Both the Clinton and Obama campaigns have boiler rooms working 24/7 to squeeze public endorsements from as many of the 796 superdelegates as they can before the Party's convention in August. Both campaigns are deploying every gun they have, and they're whispering every blandishment they can muster. But the right question isn't which side this insider's contest will lock up the nomination for; the challenge is whether the recipients of all these love-bombs can turn the individual attention they're getting into something good and important for the country as a whole.
The superdelegates are being barraged by calls from the likes of Tom Daschle, Janet Napolitano, John Kerry, Madeleine Albright, Chelsea Clinton, Bill Clinton, right up to the candidates themselves. The boiler rooms have files that the FBI would envy, dossiers telling them that, say, DNC member Rachel Binah of Mendocino County, CA cares "most about the environment and about funding research for Alzheimers, the disease that took her father." As Harold Ickes, the seasoned hunter-and-trapper running Hillary's operation, explains the strategy, "You try to figure out, what factors influence them? Who do they talk to about presidential politics?... Sometimes, it's two or three close confidants, sometimes it's a chief of staff, or someone who raises money for them. Maybe there's an issue that's important to them."
How many superdelegates are so far supporting whom? Estimates and claims differ; Clinton seems to have between 213 and 270, and Obama between 139 and 170. But the truth is that all 796 are still in play, because the rules permit them to change their minds right until they vote at the convention. My friend Tad Devine, the original superdelegate arm-twister with whom I worked in the 1984 Mondale campaign, had a piece in Sunday's New York Times called "Superdelegates, Back Off." He says that they
"should resist the impulse and pressure to decide the nomination before the voters have had their say. The party's leaders and elected officials need to stop pledging themselves... before Democratic voters in the remaining primaries and caucuses have made their decisions.... After listening to the voters, the superdelegates... can ratify the results of the primaries and caucuses in all 50 states by moving as a bloc toward the candidate who has proved to be the strongest...."
I think Tad is half-right. Superdelegates ought to hold out. But these nearly 800 party activists shouldn't just wait around decoratively, like potted plants, until the voters of Montana and South Dakota speak on June 3 (let alone whenever and however the voters of Florida and Michigan speak for a second time). Not only might the delegate and popular vote totals still fail to produce a clear-cut winner by then; the superdelegtes will also have surrendered a tremendous opportunity.
Instead of superdelegates responding individually to calls that push their hot buttons, why don't they organize themselves, right now, and act collectively? Instead of selling their votes separately in exchange for personal pet projects, why not coalesce around a great national issue, and attempt -- while it's still going on -- to affect the course of the campaigns currently being conducted by both candidates?
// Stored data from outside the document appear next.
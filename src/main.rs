use anyhow::Result;
use dotenvy::dotenv;
use std::net::SocketAddr;
use std::sync::Arc;
use std::time::Duration;
use tokio::signal;
use tracing::{error, info, warn};

use angkot_ledger::cache::{CacheConfig, MemorySessionStore, RedisClient, RedisSessionStore, SessionStore};
use angkot_ledger::clients::TelegramClient;
use angkot_ledger::config::database::DatabaseConfig;
use angkot_ledger::config::{EnvironmentConfig, StorageBackend, TelegramMode};
use angkot_ledger::database::create_pool;
use angkot_ledger::polling::run_polling;
use angkot_ledger::repositories::{FileTripRepository, SqliteTripRepository, TripStore};
use angkot_ledger::routes::create_router;
use angkot_ledger::state::AppState;
use angkot_ledger::utils::clock::SystemClock;

#[tokio::main]
async fn main() -> Result<()> {
    // Cargar variables de entorno
    dotenv().ok();
    let config = EnvironmentConfig::from_env()?;

    // Configurar logging
    tracing_subscriber::fmt()
        .with_max_level(config.log_level)
        .init();

    info!("🚐 Angkot Ledger - tarifas y reportes de trayectos");
    info!("==================================================");
    info!("🌍 Entorno: {}", config.environment);

    // Inicializar almacenamiento
    let store: Arc<dyn TripStore> = match config.storage_backend {
        StorageBackend::Sqlite => {
            // la URL por defecto apunta dentro de DATA_DIR
            tokio::fs::create_dir_all(&config.data_dir).await?;
            let pool = create_pool(&DatabaseConfig::new(config.database_url.clone())).await?;
            Arc::new(SqliteTripRepository::new(pool))
        }
        StorageBackend::File => Arc::new(FileTripRepository::open(&config.data_dir).await?),
    };
    let storage_label = match config.storage_backend {
        StorageBackend::Sqlite => "sqlite",
        StorageBackend::File => "file",
    };

    // Sesiones: Redis si está configurado, si no en memoria
    let cache_config = CacheConfig::from_environment(&config);
    let redis = match &cache_config.redis_url {
        Some(url) => match RedisClient::new(url, cache_config.clone()).await {
            Ok(client) => Some(client),
            Err(e) => {
                warn!("⚠️ Redis no disponible ({}), usando sesiones en memoria", e);
                None
            }
        },
        None => None,
    };
    let (sessions, sessions_label): (Arc<dyn SessionStore>, &'static str) = match redis {
        Some(client) => (Arc::new(RedisSessionStore::new(client)), "redis"),
        None => (
            Arc::new(MemorySessionStore::new(Duration::from_secs(cache_config.default_ttl))),
            "memory",
        ),
    };

    let telegram = match &config.telegram_token {
        Some(token) => Some(TelegramClient::new(&config.telegram_api_base, token)?),
        None => None,
    };

    let clock = Arc::new(SystemClock::from_hours(config.tenant_utc_offset_hours));
    let app_state = AppState::new(
        config.clone(),
        store,
        sessions,
        clock,
        telegram.clone(),
        storage_label,
        sessions_label,
    );

    let polling_handle = match (config.telegram_mode, telegram, app_state.dispatcher.clone()) {
        (TelegramMode::Polling, Some(client), Some(dispatcher)) => Some(tokio::spawn(run_polling(dispatcher, client))),
        (TelegramMode::Webhook, _, _) => {
            info!("🪝 Modo webhook: POST /telegram/webhook");
            None
        }
        _ => {
            info!("🔕 Telegram deshabilitado");
            None
        }
    };

    let app = create_router(app_state);
    let addr: SocketAddr = config.server_url().parse()?;

    info!("🌐 Servidor iniciando en http://{}", addr);
    info!("🔍 Endpoints disponibles:");
    info!("   GET  /health - Estado del servicio");
    info!("   POST /telegram/webhook - Updates de Telegram");
    info!("   GET  /api/tenants/:tenant_id/reports/:date - Reporte diario (JSON)");

    let listener = tokio::net::TcpListener::bind(addr).await?;
    if let Err(e) = axum::serve(listener, app)
        .with_graceful_shutdown(shutdown_signal())
        .await
    {
        error!("❌ Error del servidor: {}", e);
    }

    if let Some(handle) = polling_handle {
        handle.abort();
    }

    info!("👋 Servidor terminado");
    Ok(())
}

/// Señal de apagado graceful
async fn shutdown_signal() {
    let ctrl_c = async {
        if let Err(e) = signal::ctrl_c().await {
            error!("❌ No se pudo escuchar Ctrl+C: {}", e);
            std::future::pending::<()>().await;
        }
    };

    #[cfg(unix)]
    let terminate = async {
        match signal::unix::signal(signal::unix::SignalKind::terminate()) {
            Ok(mut sigterm) => {
                sigterm.recv().await;
            }
            Err(e) => {
                error!("❌ No se pudo instalar el handler de SIGTERM: {}", e);
                std::future::pending::<()>().await;
            }
        }
    };

    #[cfg(not(unix))]
    let terminate = std::future::pending::<()>();

    tokio::select! {
        _ = ctrl_c => {
            info!("🛑 Señal Ctrl+C recibida, apagando servidor...");
        },
        _ = terminate => {
            info!("🛑 Señal de terminación recibida, apagando servidor...");
        },
    }
}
Imagine what might happen if the usual political G-spot touching that transpires during these calls to superdelegates didn't work. Imagine instead if the campaigns got an earful like this:
"You know what might win my support? You're a Senator. Why are you waiting around until you're inaugurated? This is the most brazenly lawless administration in history. Every other day the president spits on the Congress with signing statements. Every week George Bush and Dick Cheney and their minions figure out a new way to piss on the checks and balances system. They torture, and then they lie about torture, and then they get away with it. They've got the pardon power in their hip pocket. They destroy evidence, they refuse to testify, they forbid their Justice Department to enforce contempt citations, and there's zero accountability for it. The only contempt is the contempt they have for Democrats every time you cave and compromise with them on core principles. These war criminals have you so freaked out by the possibility that they'd call you bad names -- terrorist-appeasers, Osama-enablers, jihad-symps -- that you're scared to stop them from raiding our treasury, ruining our armed forces, and condemning our kids to tragedy. You do a lovely job of talking about the future. But there's nearly nine more months for this Republican junta to do damage to our country. What are you going to do to stop it? If you're not as mad as I am about the past seven years, and if you're not as scared as I am about this eighth year, then it may not matter who on our side tops the ticket, because some of this trashing may be undoable. You want to know what my political erogenous zone is? It's called the Constitution, and it's on fire, and I want to know what you're going to do about it -- not next January, but now."
I know, I know. How romantic. But a guy can dream, can't he? After all, Valentine's Day is coming.